> WHAT IS EXPECTED
This exercise calls for every line of the data below with the string "target" in it.

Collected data
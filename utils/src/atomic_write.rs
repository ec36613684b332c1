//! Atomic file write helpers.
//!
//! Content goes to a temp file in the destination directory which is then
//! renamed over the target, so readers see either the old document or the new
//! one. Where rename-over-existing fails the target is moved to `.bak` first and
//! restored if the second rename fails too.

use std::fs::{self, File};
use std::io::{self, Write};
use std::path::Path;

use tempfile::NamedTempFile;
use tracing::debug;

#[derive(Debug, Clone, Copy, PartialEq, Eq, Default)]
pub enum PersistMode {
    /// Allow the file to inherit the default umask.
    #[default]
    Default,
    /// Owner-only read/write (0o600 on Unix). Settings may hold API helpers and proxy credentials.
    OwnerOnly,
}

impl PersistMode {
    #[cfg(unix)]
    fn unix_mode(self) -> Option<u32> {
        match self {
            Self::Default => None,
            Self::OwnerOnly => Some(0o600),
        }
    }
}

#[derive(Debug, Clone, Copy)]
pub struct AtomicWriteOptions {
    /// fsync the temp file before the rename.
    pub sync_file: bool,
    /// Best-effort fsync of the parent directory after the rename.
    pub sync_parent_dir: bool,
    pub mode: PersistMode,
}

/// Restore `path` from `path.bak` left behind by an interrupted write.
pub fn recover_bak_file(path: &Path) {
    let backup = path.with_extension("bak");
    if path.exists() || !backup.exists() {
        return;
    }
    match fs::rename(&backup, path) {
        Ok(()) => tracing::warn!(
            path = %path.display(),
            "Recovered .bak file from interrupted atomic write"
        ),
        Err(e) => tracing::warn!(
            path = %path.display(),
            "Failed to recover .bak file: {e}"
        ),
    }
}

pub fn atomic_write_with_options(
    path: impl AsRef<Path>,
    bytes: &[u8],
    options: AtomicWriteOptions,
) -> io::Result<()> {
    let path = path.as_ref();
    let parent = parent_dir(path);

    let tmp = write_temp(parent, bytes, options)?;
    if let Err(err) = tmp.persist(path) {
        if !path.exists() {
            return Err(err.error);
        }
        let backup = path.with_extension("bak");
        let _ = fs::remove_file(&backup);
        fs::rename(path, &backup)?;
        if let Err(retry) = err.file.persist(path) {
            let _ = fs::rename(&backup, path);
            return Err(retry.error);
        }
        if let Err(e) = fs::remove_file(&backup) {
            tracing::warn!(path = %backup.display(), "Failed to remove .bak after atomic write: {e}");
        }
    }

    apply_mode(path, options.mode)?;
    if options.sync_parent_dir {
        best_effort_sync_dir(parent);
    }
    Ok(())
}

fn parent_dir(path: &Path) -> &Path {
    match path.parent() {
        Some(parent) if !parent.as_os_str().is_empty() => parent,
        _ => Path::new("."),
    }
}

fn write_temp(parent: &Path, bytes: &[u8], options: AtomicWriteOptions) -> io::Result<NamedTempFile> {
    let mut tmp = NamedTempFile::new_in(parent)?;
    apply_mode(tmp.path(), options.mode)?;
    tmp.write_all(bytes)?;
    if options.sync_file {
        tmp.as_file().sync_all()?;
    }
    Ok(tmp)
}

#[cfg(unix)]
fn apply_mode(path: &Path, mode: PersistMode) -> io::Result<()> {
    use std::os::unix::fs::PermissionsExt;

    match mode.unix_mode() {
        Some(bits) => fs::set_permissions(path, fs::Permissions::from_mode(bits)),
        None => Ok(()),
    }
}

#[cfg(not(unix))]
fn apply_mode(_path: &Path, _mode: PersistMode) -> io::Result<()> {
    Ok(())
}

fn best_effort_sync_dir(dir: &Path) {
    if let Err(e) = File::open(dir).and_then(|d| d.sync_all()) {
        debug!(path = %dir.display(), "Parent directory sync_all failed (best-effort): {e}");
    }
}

> RESULT OF THE TASK
//! renamed over the target, so readers see either the old document or the new
//! one. Where rename-over-existing fails the target is moved to `.bak` first and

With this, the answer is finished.